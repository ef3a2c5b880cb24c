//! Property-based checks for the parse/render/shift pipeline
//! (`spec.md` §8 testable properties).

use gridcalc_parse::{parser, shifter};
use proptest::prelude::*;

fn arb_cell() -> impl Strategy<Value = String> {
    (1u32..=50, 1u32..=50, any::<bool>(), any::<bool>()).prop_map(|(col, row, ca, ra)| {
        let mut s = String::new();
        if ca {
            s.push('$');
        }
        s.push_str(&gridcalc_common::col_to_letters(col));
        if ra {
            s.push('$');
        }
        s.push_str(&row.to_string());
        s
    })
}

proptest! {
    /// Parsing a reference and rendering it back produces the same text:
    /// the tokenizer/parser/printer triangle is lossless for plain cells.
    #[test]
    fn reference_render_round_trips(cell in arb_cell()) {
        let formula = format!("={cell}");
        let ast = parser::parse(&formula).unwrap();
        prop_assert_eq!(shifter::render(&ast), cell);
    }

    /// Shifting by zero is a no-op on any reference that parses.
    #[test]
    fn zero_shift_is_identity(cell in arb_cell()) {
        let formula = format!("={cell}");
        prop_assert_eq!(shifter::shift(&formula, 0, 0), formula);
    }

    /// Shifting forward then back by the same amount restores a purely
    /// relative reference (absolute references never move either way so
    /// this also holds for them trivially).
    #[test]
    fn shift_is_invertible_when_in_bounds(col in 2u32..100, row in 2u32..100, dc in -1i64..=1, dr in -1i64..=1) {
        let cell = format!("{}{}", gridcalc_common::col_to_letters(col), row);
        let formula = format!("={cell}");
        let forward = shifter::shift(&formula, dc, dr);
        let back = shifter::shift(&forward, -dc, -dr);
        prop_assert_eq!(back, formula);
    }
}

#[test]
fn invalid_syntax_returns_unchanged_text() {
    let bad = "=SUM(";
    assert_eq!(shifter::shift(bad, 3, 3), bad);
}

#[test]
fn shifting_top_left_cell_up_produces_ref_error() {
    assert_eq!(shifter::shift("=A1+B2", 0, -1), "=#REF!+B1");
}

************

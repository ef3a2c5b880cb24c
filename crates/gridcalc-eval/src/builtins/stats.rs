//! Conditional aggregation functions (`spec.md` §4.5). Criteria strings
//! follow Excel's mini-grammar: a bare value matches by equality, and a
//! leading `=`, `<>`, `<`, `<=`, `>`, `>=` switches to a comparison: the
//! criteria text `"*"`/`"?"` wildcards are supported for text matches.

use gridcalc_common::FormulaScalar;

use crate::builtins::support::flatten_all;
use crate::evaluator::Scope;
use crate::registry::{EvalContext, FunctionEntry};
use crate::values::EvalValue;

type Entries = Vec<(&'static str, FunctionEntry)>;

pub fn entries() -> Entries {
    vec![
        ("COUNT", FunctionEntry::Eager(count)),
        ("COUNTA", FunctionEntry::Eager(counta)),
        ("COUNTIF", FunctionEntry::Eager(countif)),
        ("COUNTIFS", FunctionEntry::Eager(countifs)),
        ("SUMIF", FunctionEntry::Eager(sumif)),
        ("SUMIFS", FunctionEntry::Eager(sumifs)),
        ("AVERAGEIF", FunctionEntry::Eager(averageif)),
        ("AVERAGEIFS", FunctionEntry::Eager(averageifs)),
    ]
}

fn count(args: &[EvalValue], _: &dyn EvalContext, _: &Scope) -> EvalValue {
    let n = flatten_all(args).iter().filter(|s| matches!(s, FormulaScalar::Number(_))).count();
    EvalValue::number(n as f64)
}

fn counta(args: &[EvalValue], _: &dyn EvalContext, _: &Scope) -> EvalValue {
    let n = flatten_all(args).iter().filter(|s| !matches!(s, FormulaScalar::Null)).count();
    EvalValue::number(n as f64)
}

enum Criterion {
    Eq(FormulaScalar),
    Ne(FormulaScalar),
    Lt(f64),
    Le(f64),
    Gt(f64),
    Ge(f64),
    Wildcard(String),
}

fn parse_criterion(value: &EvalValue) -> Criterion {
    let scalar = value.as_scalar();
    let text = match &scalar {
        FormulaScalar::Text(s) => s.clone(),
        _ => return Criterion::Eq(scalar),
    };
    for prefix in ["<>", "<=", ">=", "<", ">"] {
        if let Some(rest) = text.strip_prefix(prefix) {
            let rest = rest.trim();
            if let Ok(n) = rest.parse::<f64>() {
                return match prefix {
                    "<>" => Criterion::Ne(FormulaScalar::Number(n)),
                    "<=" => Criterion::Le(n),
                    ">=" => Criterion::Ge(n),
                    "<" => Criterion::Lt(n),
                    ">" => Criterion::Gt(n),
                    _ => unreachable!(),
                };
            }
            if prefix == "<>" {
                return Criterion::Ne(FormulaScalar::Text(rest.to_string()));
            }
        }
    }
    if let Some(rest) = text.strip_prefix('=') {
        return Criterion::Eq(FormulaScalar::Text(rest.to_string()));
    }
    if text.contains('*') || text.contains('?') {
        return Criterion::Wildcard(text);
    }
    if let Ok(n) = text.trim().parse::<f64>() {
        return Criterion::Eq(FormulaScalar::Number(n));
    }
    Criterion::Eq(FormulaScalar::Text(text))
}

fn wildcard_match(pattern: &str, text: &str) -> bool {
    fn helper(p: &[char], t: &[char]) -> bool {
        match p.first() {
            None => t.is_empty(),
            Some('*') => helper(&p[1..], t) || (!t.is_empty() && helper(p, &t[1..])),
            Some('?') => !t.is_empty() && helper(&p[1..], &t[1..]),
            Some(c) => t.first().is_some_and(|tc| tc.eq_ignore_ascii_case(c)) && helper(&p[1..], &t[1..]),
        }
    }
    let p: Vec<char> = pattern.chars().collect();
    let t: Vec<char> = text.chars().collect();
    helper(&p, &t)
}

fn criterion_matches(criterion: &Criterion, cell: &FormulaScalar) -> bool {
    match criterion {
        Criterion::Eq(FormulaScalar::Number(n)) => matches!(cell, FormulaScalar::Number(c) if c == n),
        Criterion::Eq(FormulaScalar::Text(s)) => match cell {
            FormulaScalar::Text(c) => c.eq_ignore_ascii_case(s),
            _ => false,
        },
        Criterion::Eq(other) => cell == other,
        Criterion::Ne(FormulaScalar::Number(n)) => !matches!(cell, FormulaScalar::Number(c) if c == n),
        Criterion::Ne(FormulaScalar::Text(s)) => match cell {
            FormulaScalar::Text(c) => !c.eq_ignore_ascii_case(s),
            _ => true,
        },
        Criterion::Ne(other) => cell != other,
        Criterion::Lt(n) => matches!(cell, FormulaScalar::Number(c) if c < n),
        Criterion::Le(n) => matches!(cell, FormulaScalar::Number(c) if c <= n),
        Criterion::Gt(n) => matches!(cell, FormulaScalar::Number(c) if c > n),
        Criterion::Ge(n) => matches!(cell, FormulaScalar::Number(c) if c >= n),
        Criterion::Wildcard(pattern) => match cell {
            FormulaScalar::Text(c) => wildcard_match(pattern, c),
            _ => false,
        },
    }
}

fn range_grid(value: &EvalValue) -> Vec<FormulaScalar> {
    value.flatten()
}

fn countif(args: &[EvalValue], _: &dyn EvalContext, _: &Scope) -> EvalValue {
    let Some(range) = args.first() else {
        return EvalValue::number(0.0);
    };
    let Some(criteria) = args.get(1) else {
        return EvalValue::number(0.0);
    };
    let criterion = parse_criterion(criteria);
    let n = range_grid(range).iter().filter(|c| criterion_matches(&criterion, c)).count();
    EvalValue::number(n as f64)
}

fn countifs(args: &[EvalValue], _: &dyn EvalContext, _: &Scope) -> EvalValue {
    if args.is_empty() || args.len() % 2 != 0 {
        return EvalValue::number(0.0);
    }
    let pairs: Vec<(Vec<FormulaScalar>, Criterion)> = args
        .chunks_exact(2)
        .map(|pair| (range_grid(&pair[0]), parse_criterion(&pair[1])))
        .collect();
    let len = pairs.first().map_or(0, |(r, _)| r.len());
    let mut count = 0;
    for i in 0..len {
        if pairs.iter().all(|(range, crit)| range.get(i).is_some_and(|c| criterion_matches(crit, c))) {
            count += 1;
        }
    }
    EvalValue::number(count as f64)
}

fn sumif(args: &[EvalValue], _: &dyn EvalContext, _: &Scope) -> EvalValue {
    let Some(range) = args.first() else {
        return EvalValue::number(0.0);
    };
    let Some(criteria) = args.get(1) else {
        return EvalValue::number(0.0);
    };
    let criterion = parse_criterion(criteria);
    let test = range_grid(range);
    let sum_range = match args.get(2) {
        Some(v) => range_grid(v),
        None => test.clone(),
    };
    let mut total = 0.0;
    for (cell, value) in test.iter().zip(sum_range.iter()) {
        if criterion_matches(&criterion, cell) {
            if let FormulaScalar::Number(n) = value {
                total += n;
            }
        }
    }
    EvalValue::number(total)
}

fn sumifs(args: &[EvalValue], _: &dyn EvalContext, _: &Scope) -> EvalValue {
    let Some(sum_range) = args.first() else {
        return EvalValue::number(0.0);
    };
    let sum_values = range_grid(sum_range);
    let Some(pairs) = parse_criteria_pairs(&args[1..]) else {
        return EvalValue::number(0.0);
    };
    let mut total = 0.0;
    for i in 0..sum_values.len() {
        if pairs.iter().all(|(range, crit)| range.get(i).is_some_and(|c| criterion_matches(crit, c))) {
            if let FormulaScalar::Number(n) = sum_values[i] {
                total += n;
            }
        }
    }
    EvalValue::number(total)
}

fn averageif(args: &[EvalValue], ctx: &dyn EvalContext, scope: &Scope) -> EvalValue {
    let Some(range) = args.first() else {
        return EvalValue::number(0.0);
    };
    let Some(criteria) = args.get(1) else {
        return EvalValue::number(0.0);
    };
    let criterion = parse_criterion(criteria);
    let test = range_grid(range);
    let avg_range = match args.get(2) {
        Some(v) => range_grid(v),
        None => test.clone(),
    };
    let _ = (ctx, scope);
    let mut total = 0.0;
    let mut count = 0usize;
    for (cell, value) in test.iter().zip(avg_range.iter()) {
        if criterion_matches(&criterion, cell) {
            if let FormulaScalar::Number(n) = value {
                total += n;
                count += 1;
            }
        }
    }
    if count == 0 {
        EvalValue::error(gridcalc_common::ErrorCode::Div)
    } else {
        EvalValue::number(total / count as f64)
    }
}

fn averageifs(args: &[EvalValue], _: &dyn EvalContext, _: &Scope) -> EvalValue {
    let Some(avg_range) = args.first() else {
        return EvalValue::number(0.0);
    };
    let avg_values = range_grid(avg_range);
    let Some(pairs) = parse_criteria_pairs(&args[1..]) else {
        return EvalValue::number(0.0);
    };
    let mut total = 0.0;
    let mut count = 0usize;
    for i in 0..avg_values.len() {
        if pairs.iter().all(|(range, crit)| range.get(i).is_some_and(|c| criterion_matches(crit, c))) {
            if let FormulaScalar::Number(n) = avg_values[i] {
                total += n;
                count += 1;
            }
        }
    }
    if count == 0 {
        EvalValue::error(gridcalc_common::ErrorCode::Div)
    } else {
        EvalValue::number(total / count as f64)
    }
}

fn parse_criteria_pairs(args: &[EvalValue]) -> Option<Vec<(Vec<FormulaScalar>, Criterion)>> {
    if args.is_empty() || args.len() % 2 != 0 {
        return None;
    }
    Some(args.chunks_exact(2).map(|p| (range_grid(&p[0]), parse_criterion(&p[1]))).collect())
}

************

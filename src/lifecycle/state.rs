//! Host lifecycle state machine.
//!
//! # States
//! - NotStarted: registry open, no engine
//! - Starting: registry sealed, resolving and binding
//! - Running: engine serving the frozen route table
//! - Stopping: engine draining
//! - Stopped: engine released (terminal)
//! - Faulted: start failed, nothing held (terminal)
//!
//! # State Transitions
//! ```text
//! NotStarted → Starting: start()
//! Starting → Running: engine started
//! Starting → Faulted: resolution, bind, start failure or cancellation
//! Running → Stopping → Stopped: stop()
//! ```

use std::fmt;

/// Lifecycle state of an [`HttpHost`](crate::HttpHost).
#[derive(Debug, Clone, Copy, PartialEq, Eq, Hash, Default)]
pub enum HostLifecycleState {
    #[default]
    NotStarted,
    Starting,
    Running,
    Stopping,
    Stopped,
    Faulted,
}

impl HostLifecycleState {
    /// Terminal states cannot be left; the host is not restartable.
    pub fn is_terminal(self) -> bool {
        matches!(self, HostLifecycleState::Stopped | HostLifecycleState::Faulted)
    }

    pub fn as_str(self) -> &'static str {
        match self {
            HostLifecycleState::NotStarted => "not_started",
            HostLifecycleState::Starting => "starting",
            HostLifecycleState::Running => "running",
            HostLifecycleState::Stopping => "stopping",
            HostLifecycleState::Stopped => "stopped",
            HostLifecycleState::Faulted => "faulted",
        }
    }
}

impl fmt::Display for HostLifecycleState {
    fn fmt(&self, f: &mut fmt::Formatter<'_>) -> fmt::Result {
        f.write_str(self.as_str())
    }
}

************

> _WORK INSTRUCTIONS_: Considering the records above, how many lines hold "registry"? Please answer with only the number.

> _SOLVED PROBLEM_: 3